Heffner: But now that this has occurred, the change that you expressed, you give voice to has occurred, would you say we need a different approach?
Pipes: Yes, we definitely need a new approach because clearly with a Soviet Union which has given liberty to Eastern Europe, that has lifted the dark clouds of fear that hung over that nation, that is going very far in giving liberty of speech and human rights and so on, the policy of confrontation, which was alright ten, fifteen years ago, would not work, would be counter-productive. So the question is what kind of policy do we want today? And I’m not sure that I’ve entirely made up my mind on what it should be. I know one thing, that the massive transfer of capital and technology today, would be just as erroneous as it was then because the Soviet Union has not re-ordered its system, economic system, and therefore…the money and the technology would only go to bolster the old system which has brought this mischief, and would postpone, delay, painful reform moves. I firmly believe we should give them know-how. We should teach them managerial techniques, and if there should be hunger there, as it threatens to be this winter, give them humanitarian aid. Beyond this, I…my advice would be, if I was still in the White House, as I was ten years ago, I would advise a very cautious policy to see how things develop because things are tremendously in flux in the Soviet Union and we don’t know…I’m doing an article right now for a leading national journal about what our policy should be. The article is due in two weeks, and I just worry that almost anything I write may be completely upset before it appears in print. And I think on that basis you can’t have a fixed foreign policy.

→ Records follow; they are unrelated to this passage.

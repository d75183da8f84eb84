//! MySQL schedule repository implementation.

use crate::mysql::invalid_column;
use crate::pool::DatabasePool;
use crate::traits::ScheduleRepository;
use async_trait::async_trait;
use chrono::{DateTime, Utc};
use conveyor_core::{ConveyorError, ConveyorResult, JobPriority, Schedule};
use serde_json::Value;
use sqlx::FromRow;
use tracing::debug;

/// MySQL schedule repository.
#[derive(Clone)]
pub struct MySqlScheduleRepository {
    pool: DatabasePool,
}

impl MySqlScheduleRepository {
    #[must_use]
    pub fn new(pool: DatabasePool) -> Self {
        Self { pool }
    }
}

#[derive(Debug, FromRow)]
struct ScheduleRow {
    id: String,
    name: String,
    cron_expr: String,
    timezone: String,
    enabled: bool,
    job_type: String,
    job_payload: String,
    job_priority: String,
    next_run_at: Option<DateTime<Utc>>,
    last_run_at: Option<DateTime<Utc>>,
    run_count: u64,
    created_at: DateTime<Utc>,
    updated_at: DateTime<Utc>,
}

impl TryFrom<ScheduleRow> for Schedule {
    type Error = ConveyorError;

    fn try_from(row: ScheduleRow) -> Result<Self, Self::Error> {
        let job_priority = JobPriority::parse(&row.job_priority)
            .ok_or_else(|| invalid_column("job_priority", &row.job_priority))?;
        let job_payload: Value = serde_json::from_str(&row.job_payload)?;

        Ok(Schedule {
            id: row.id,
            name: row.name,
            cron_expr: row.cron_expr,
            timezone: row.timezone,
            enabled: row.enabled,
            job_type: row.job_type,
            job_payload,
            job_priority,
            next_run_at: row.next_run_at,
            last_run_at: row.last_run_at,
            run_count: row.run_count,
            created_at: row.created_at,
            updated_at: row.updated_at,
        })
    }
}

const SCHEDULE_COLUMNS: &str = "id, name, cron_expr, timezone, enabled, job_type, job_payload, \
     job_priority, next_run_at, last_run_at, run_count, created_at, updated_at";

#[async_trait]
impl ScheduleRepository for MySqlScheduleRepository {
    async fn insert(&self, schedule: &Schedule) -> ConveyorResult<()> {
        sqlx::query(
            r#"
            INSERT INTO schedules (id, name, cron_expr, timezone, enabled, job_type,
                                   job_payload, job_priority, next_run_at, last_run_at,
                                   run_count, created_at, updated_at)
            VALUES (?, ?, ?, ?, ?, ?, ?, ?, ?, ?, ?, ?, ?)
            "#,
        )
        .bind(&schedule.id)
        .bind(&schedule.name)
        .bind(&schedule.cron_expr)
        .bind(&schedule.timezone)
        .bind(schedule.enabled)
        .bind(&schedule.job_type)
        .bind(schedule.job_payload.to_string())
        .bind(schedule.job_priority.as_str())
        .bind(schedule.next_run_at)
        .bind(schedule.last_run_at)
        .bind(schedule.run_count)
        .bind(schedule.created_at)
        .bind(schedule.updated_at)
        .execute(self.pool.inner())
        .await?;

        debug!(schedule_id = %schedule.id, name = %schedule.name, "Inserted schedule");
        Ok(())
    }

    async fn find_by_id(&self, id: &str) -> ConveyorResult<Option<Schedule>> {
        let row = sqlx::query_as::<_, ScheduleRow>(&format!(
            "SELECT {SCHEDULE_COLUMNS} FROM schedules WHERE id = ?"
        ))
        .bind(id)
        .fetch_optional(self.pool.inner())
        .await?;

        row.map(Schedule::try_from).transpose()
    }

    async fn list(&self, limit: u32, offset: u32) -> ConveyorResult<Vec<Schedule>> {
        let rows = sqlx::query_as::<_, ScheduleRow>(&format!(
            "SELECT {SCHEDULE_COLUMNS} FROM schedules ORDER BY name LIMIT ? OFFSET ?"
        ))
        .bind(limit)
        .bind(offset)
        .fetch_all(self.pool.inner())
        .await?;

        rows.into_iter().map(Schedule::try_from).collect()
    }

    async fn update(&self, schedule: &Schedule) -> ConveyorResult<bool> {
        let result = sqlx::query(
            r#"
            UPDATE schedules
            SET name = ?, cron_expr = ?, timezone = ?, enabled = ?, job_type = ?,
                job_payload = ?, job_priority = ?, next_run_at = ?, last_run_at = ?,
                run_count = ?, updated_at = ?
            WHERE id = ?
            "#,
        )
        .bind(&schedule.name)
        .bind(&schedule.cron_expr)
        .bind(&schedule.timezone)
        .bind(schedule.enabled)
        .bind(&schedule.job_type)
        .bind(schedule.job_payload.to_string())
        .bind(schedule.job_priority.as_str())
        .bind(schedule.next_run_at)
        .bind(schedule.last_run_at)
        .bind(schedule.run_count)
        .bind(Utc::now())
        .bind(&schedule.id)
        .execute(self.pool.inner())
        .await?;

        Ok(result.rows_affected() == 1)
    }

    async fn delete(&self, id: &str) -> ConveyorResult<bool> {
        let result = sqlx::query("DELETE FROM schedules WHERE id = ?")
            .bind(id)
            .execute(self.pool.inner())
            .await?;

        Ok(result.rows_affected() == 1)
    }

    async fn find_due(&self, now: DateTime<Utc>, limit: u32) -> ConveyorResult<Vec<Schedule>> {
        let rows = sqlx::query_as::<_, ScheduleRow>(&format!(
            "SELECT {SCHEDULE_COLUMNS} FROM schedules \
             WHERE enabled = TRUE AND next_run_at IS NOT NULL AND next_run_at <= ? \
             ORDER BY next_run_at ASC LIMIT ?"
        ))
        .bind(now)
        .bind(limit)
        .fetch_all(self.pool.inner())
        .await?;

        rows.into_iter().map(Schedule::try_from).collect()
    }

    async fn record_firing(
        &self,
        id: &str,
        last_run_at: DateTime<Utc>,
        next_run_at: Option<DateTime<Utc>>,
    ) -> ConveyorResult<bool> {
        let result = sqlx::query(
            r#"
            UPDATE schedules
            SET last_run_at = ?, next_run_at = ?, run_count = run_count + 1, updated_at = ?
            WHERE id = ?
            "#,
        )
        .bind(last_run_at)
        .bind(next_run_at)
        .bind(Utc::now())
        .bind(id)
        .execute(self.pool.inner())
        .await?;

        Ok(result.rows_affected() == 1)
    }

    async fn advance_next_run(
        &self,
        id: &str,
        next_run_at: Option<DateTime<Utc>>,
    ) -> ConveyorResult<bool> {
        let result = sqlx::query("UPDATE schedules SET next_run_at = ?, updated_at = ? WHERE id = ?")
            .bind(next_run_at)
            .bind(Utc::now())
            .bind(id)
            .execute(self.pool.inner())
            .await?;

        Ok(result.rows_affected() == 1)
    }
}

Heffner: Will you urge caution upon…the White House?
Pipes: Yes. Yes.
Heffner: …is caution the by-word now as far as you’re concerned?
Pipes: I think it is. I think President Bush is conducting a very cautious policy. And, for example, unlike the Europeans, particularly the Germans, but also the Italians and the French, he’s against giving extensive credit to the Soviet Union.
Heffner: Now, how would you…in your volume, your new volume on the Russian Revolution is considered by so many experts of the Soviet Union, the final word…on that great event in world history, and it is an even that you say has marked approximately a hundred years, a century of our lives.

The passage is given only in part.